Once Alan explained the TLB writeback issue it became glaringly
obvious. David Rhodus (I think) brought up the possibility a few
months ago too from reading something but I didn't twig to the fact
that the race was against userland and thought that the MP lock protected
us. But it doesn't if the race is against userland.
There is also some significant Intel cpu errata related to TLB races
against PTE changes between cpus. For example, when flushing a dirty
page (making it clean again) or when issing I/O on a page which is
also memory mapped into userland, the kernel must remove write permissions
on the page. When invalidating or in low memory situations the kernel
must remove the page table entry entirely. Normally this would simply
cause an instruction running in the user process to fault, the kernel
would remap the page, and resume the userland process. But it is
possible in certain very rare situations for the cpu to retire the
EFLAGS effects of the faulted instruction BEFORE faulting it, causing
the wrong EFLAGS to be restored when the kernel resumes the process.

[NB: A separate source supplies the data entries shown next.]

//! Network layer for KNXnet/IP communication.
//!
//! The tunneling driver talks to the gateway through the [`AsyncTransport`]
//! trait. Two implementations ship with the crate:
//!
//! - [`tokio_adapter::UdpTransport`]: a real UDP socket
//! - [`mock_transport::MockTransport`]: an in-memory pipe for tests
//!
//! This module also finds the local IPv4 address the gateway can reach us
//! on, which goes into the HPAI of every control packet.

pub mod mock_transport;
pub mod tokio_adapter;
pub mod transport;

pub use transport::AsyncTransport;

use crate::error::{KnxError, Result};
use crate::protocol::constants::KNXNETIP_DEFAULT_PORT;
use std::net::{Ipv4Addr, SocketAddr, UdpSocket};

/// Find the local IPv4 address that routes to `remote`.
///
/// A UDP socket is "connected" to the gateway, which makes the OS pick the
/// outgoing interface without sending anything. Its address is the one on
/// the gateway's subnet, or the default route otherwise.
///
/// # Errors
///
/// Returns a transport error if the OS has no route to `remote` or only an
/// IPv6 source address.
///
/// # Examples
///
/// ```rust,no_run
/// use knx_tunnel::net::determine_local_address;
/// use std::net::Ipv4Addr;
///
/// let local = determine_local_address(Ipv4Addr::new(192, 168, 1, 10))?;
/// println!("reachable as {local}");
/// # Ok::<(), knx_tunnel::KnxError>(())
/// ```
pub fn determine_local_address(remote: Ipv4Addr) -> Result<Ipv4Addr> {
    let socket = UdpSocket::bind((Ipv4Addr::UNSPECIFIED, 0))
        .map_err(|e| KnxError::local_address_unavailable(Some(e)))?;
    socket
        .connect((remote, KNXNETIP_DEFAULT_PORT))
        .map_err(|e| KnxError::local_address_unavailable(Some(e)))?;

    match socket
        .local_addr()
        .map_err(|e| KnxError::local_address_unavailable(Some(e)))?
    {
        SocketAddr::V4(addr) if !addr.ip().is_unspecified() => Ok(*addr.ip()),
        SocketAddr::V4(_) => Err(KnxError::local_address_unavailable(None)),
        SocketAddr::V6(_) => Err(KnxError::not_ipv4()),
    }
}

#[cfg(test)]
mod tests {
    use super::*;

    #[test]
    fn test_loopback_routes_to_loopback() {
        let local = determine_local_address(Ipv4Addr::LOCALHOST).unwrap();
        assert!(local.is_loopback());
    }
}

The only workable solution is to force the cpu's involved in the race
to enter into a known state before modifying the page table entry.
Note that the commit made recently to FreeBSD does not solve the problem,
it is only a partial solution. There are a ton of races in the PMAP
code. My current patch set fixes the PMAP code but does not deal with
the VM Page dirty bit testing code (but it will soon, that's actually
easier to fix then the pmap code. Alan and Tor have their work cut out
for them. It was easy to do in DragonFly because we already have an IPI
messaging subsystem to leverage off of).